HOW TO COMPLETE THIS TASK —
When checking the entries below, count every line with the word "minutes", then give only that number.

RECORDS FOR THE EXERCISE —
// ─── Knowledge ───────────────────────────────────────────────────────────────

#[tokio::test]
async fn knowledge_is_newest_first_and_filterable() {
  let s = store().await;
  s.record_knowledge(
    NewKnowledgeEntry::new(EntryType::SystemActivity, "mined", json!({ "n": 1 }))
      .tagged(["mining"]),
  )
  .await
  .unwrap();
  s.record_knowledge(NewKnowledgeEntry::new(
    EntryType::RulePromotion,
    "promoted r1",
    json!({ "rule_id": "r1" }),
  ))
  .await
  .unwrap();

  let all = s.list_knowledge(None, 10).await.unwrap();
  assert_eq!(all.len(), 2);
  assert_eq!(all[0].title, "promoted r1");
  assert_eq!(all[1].tags, vec!["mining".to_owned()]);

  let promotions = s
    .list_knowledge(Some(EntryType::RulePromotion), 10)
    .await
    .unwrap();
  assert_eq!(promotions.len(), 1);
  assert_eq!(promotions[0].content["rule_id"], json!("r1"));

  assert_eq!(s.list_knowledge(None, 1).await.unwrap().len(), 1);
}

// ─── Leases ──────────────────────────────────────────────────────────────────

#[tokio::test]
async fn lease_excludes_other_holders() {
  let s = store().await;
  let ttl = Duration::minutes(5);

  assert!(s.try_acquire_lease("cycle", "a", ttl).await.unwrap());
  assert!(!s.try_acquire_lease("cycle", "b", ttl).await.unwrap());
  // Not re-entrant, even for the holder.
  assert!(!s.try_acquire_lease("cycle", "a", ttl).await.unwrap());

  // Only the holder can release.
  s.release_lease("cycle", "b").await.unwrap();
  assert!(!s.try_acquire_lease("cycle", "b", ttl).await.unwrap());

  s.release_lease("cycle", "a").await.unwrap();
  assert!(s.try_acquire_lease("cycle", "b", ttl).await.unwrap());
}

#[tokio::test]
async fn expired_lease_can_be_taken() {
  let s = store().await;
  assert!(
    s.try_acquire_lease("mining", "a", Duration::zero())
      .await
      .unwrap()
  );
  assert!(
    s.try_acquire_lease("mining", "b", Duration::minutes(1))
      .await
      .unwrap()
  );
}
//! Error type for `ratchet-store-sqlite`.

use thiserror::Error;

#[derive(Debug, Error)]
pub enum Error {
  #[error("core error: {0}")]
  Core(#[from] ratchet_core::Error),

  #[error("database error: {0}")]
  Database(#[from] tokio_rusqlite::Error),

  #[error("json error: {0}")]
  Json(#[from] serde_json::Error),

  #[error("uuid parse error: {0}")]
  Uuid(#[from] uuid::Error),

  #[error("date/time parse error: {0}")]
  DateParse(String),

  #[error("execution not found: {0}")]
  ExecutionNotFound(uuid::Uuid),

  #[error("execution {0} is already completed")]
  AlreadyCompleted(uuid::Uuid),

  #[error("rule not found: {0}")]
  RuleNotFound(String),

  #[error("rule already exists: {0}")]
  DuplicateRule(String),

  #[error("pattern already exists: {0}")]
  DuplicatePattern(String),
}

pub type Result<T, E = Error> = std::result::Result<T, E>;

EXERCISE OUTPUT —
2